On the other hand, it didn't come on 4.11.

Thanks
-Amit
Julien Grall March 19, 2019, 3:05 p.m. UTC | #2
On 19/03/2019 14:01, Amit Tomer wrote:
> I tried the above patch but still see the same crash:

[..]

> 
> On the other hand, it didn't come on 4.11.

That's good to know. Can you bisect Xen and see if you can pin point a specific 
commit?

Cheers,
Julien Grall March 22, 2019, 10:48 a.m. UTC | #3
Hi Amit,

On 19/03/2019 15:05, Julien Grall wrote:
> 
> 
> On 19/03/2019 14:01, Amit Tomer wrote:
>> I tried the above patch but still see the same crash:
> 
> [..]
> 
>>
>> On the other hand, it didn't come on 4.11.
> 
> That's good to know. Can you bisect Xen and see if you can pin point a specific 
> commit?

I am wondering if you had time to bisect the issue?

We are releasing Xen 4.12 soon so we need to make the decision whether this 
should be fixed after (and backport it) or before.

Cheers,
Amit Tomer March 22, 2019, 11:35 a.m. UTC | #4
Hi,


> I am wondering if you had time to bisect the issue?
>
> We are releasing Xen 4.12 soon so we need to make the decision whether this
> should be fixed after (and backport it) or before.

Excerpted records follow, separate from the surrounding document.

//! Response types returned by [`SurvivalService`](crate::service::SurvivalService).

use lifeline_assess::{feedback, risk};
use lifeline_features::{label::Label, observation::Observation};
use lifeline_forest::{forest::ClassProbabilities, params::ForestParams};
use serde::{Deserialize, Serialize};

use crate::{
    RiskLevel,
    snapshot::{ModelError, Snapshot, TrainingStats},
};

/// Name reported for the classifier in [`ModelInfo`].
pub const MODEL_TYPE: &str = "RandomForestClassifier";

#[derive(Debug, Clone, PartialEq, Serialize, Deserialize)]
pub struct PredictionMetrics {
    /// Field names of the submitted record in submission order, including ignored ones.
    pub provided_fields: Vec<String>,
    pub field_count: usize,
    /// Submitted readings the model was not trained on; they do not affect the prediction.
    pub unknown_fields: Vec<String>,
    /// Sum of the fired risk rule scores.
    pub risk_score: u32,
    pub prediction_probabilities: ClassProbabilities,
}

#[derive(Debug, Clone, PartialEq, Serialize, Deserialize)]
pub struct Prediction {
    pub astronaut_status: Label,
    pub confidence: f64,
    pub risk_level: RiskLevel,
    pub feedback: Vec<String>,
    pub metrics: PredictionMetrics,
}

impl Prediction {
    /// Runs `observation` through `snapshot` and the rule-based assessments.
    ///
    /// `provided_fields` are reported back verbatim; they may include fields that were
    /// excluded from `observation`.
    pub fn evaluate(
        snapshot: &Snapshot,
        provided_fields: Vec<String>,
        observation: &Observation,
    ) -> Result<Self, ModelError> {
        let probabilities = snapshot.probabilities(observation)?;
        let status = probabilities.label();
        let confidence = probabilities.confidence();
        let assessment = risk::assess(observation, status);
        let feedback = feedback::generate(observation, status, confidence);
        let unknown_fields = snapshot
            .unknown_fields(observation)
            .map(str::to_owned)
            .collect();

        Ok(Self {
            astronaut_status: status,
            confidence,
            risk_level: assessment.level,
            feedback,
            metrics: PredictionMetrics {
                field_count: provided_fields.len(),
                provided_fields,
                unknown_fields,
                risk_score: assessment.score,
                prediction_probabilities: probabilities,
            },
        })
    }
}

/// What the service currently knows about its model.
#[derive(Debug, Clone, PartialEq, Serialize, Deserialize)]
#[serde(tag = "state", rename_all = "snake_case")]
pub enum ModelInfo {
    Untrained {
        message: String,
    },
    Trained {
        model_type: String,
        training_stats: TrainingStats,
        feature_names: Vec<String>,
        params: ForestParams,
    },
}

impl ModelInfo {
    #[must_use]
    pub fn untrained() -> Self {
        Self::Untrained {
            message: "no model trained yet".to_owned(),
        }
    }

    #[must_use]
    pub fn from_snapshot(snapshot: &Snapshot) -> Self {
        let stats = snapshot.stats();
        Self::Trained {
            model_type: MODEL_TYPE.to_owned(),
            feature_names: stats.feature_names.clone(),
            training_stats: stats.clone(),
            params: *snapshot.forest().params(),
        }
    }

    #[must_use]
    pub fn is_trained(&self) -> bool {
        matches!(self, Self::Trained { .. })
    }
}

#[cfg(test)]
mod tests {
    use serde_json::json;

    use super::*;
    use crate::{snapshot::tests::sample_records, training::TrainingSet};

    fn snapshot() -> Snapshot {
        let set = TrainingSet::from_records(&sample_records()).unwrap();
        Snapshot::fit(&set, ForestParams::DEFAULT).unwrap()
    }

    #[test]
    fn test_healthy_reading() {
        let observation = Observation::from_iter([("oxygen_level", 21.0), ("co2_level", 0.35)]);
        let fields = vec!["oxygen_level".to_owned(), "co2_level".to_owned()];
        let prediction = Prediction::evaluate(&snapshot(), fields, &observation).unwrap();

        assert_eq!(prediction.astronaut_status, Label::Alive);
        assert_eq!(prediction.risk_level, RiskLevel::Low);
        assert_eq!(prediction.metrics.field_count, 2);
        assert_eq!(prediction.metrics.risk_score, 0);
        assert!(prediction.metrics.unknown_fields.is_empty());
        assert!(
            (prediction.confidence - prediction.metrics.prediction_probabilities.alive).abs()
                < f64::EPSILON
        );
        assert_eq!(prediction.feedback[0], "✓ Oxygen at 21% - Normal");
        assert!(prediction.feedback.last().unwrap().contains("Overall status"));
    }

    #[test]
    fn test_dead_prediction_is_critical() {
        let observation = Observation::from_iter([("oxygen_level", 14.5), ("co2_level", 2.5)]);
        let prediction = Prediction::evaluate(&snapshot(), Vec::new(), &observation).unwrap();

        assert_eq!(prediction.astronaut_status, Label::Dead);
        assert_eq!(prediction.risk_level, RiskLevel::Critical);
        assert_eq!(prediction.metrics.risk_score, 6);
        assert!(prediction.feedback.last().unwrap().contains("CRITICAL"));
    }

    #[test]
    fn test_serialized_shape() {
        let observation = Observation::from_iter([("oxygen_level", 21.0), ("radio_id", 4.0)]);
        let prediction = Prediction::evaluate(
            &snapshot(),
            vec!["oxygen_level".to_owned(), "radio_id".to_owned()],
            &observation,
        )
        .unwrap();
        let value = serde_json::to_value(&prediction).unwrap();

        assert_eq!(value["astronaut_status"], "alive");
        assert_eq!(value["risk_level"], "LOW");
        assert_eq!(value["metrics"]["field_count"], 2);
        assert_eq!(value["metrics"]["unknown_fields"], json!(["radio_id"]));
        assert!(value["metrics"]["prediction_probabilities"]["dead"].is_number());
    }

    #[test]
    fn test_model_info() {
        let untrained = serde_json::to_value(ModelInfo::untrained()).unwrap();
        assert_eq!(untrained["state"], "untrained");

        let info = ModelInfo::from_snapshot(&snapshot());
        assert!(info.is_trained());
        let value = serde_json::to_value(&info).unwrap();
        assert_eq!(value["state"], "trained");
        assert_eq!(value["model_type"], MODEL_TYPE);
        assert_eq!(value["params"]["tree_count"], 100);
        assert_eq!(value["training_stats"]["samples"], 24);
        assert_eq!(
            value["feature_names"],
            json!(["co2_level", "oxygen_level", "temperature"])
        );
    }
}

I am planning to look at it on this weekends and let you know if I find
something.

Thanks
-Amit
Amit Tomer April 17, 2019, 8:02 a.m. UTC | #5
Hello,

On Fri, Mar 22, 2019 at 5:05 PM Amit Tomer <amittomer25@gmail.com> wrote:
>
> Hi,
>
>
> > I am wondering if you had time to bisect the issue?
> >
> > We are releasing Xen 4.12 soon so we need to make the decision whether this
> > should be fixed after (and backport it) or before.

Don't see this crash if I chose to have different load addresses(Load
kernel at 2 MB aligned address).
For instance, using

"setenv xen_addr_r 0x40480000 ;setenv fdt_addr_r 0x43000000;setenv
kernel_addr_r 0x41000000"
 instead of
"setenv xen_addr_r 0x42000000 ;setenv fdt_addr_r 0x43000000;setenv
kernel_addr_r 0x40480000"

Allow it boot properly(Tested it with 4.13).

Thanks
-Amit
Julien Grall April 17, 2019, 9:22 a.m. UTC | #6
On 17/04/2019 09:02, Amit Tomer wrote:
> Hello,

Hi,

> On Fri, Mar 22, 2019 at 5:05 PM Amit Tomer <amittomer25@gmail.com> wrote:
>>
>> Hi,
>>
>>
>>> I am wondering if you had time to bisect the issue?
>>>
>>> We are releasing Xen 4.12 soon so we need to make the decision whether this
>>> should be fixed after (and backport it) or before.
> 
> Don't see this crash if I chose to have different load addresses(Load
> kernel at 2 MB aligned address).
> For instance, using
> 
> "setenv xen_addr_r 0x40480000 ;setenv fdt_addr_r 0x43000000;setenv
> kernel_addr_r 0x41000000"
>   instead of
> "setenv xen_addr_r 0x42000000 ;setenv fdt_addr_r 0x43000000;setenv
> kernel_addr_r 0x40480000"

Glad to hear that you manage to boot Xen with a different load address. I would 
still like to understand what is the exact issue as this may be a bug in Xen.

On IRC, you mention the offending commit is f60658c6ae "xen/arm: Stop relocating 
Xen". You also pointed out that init_heap_pages was call with a NULL page.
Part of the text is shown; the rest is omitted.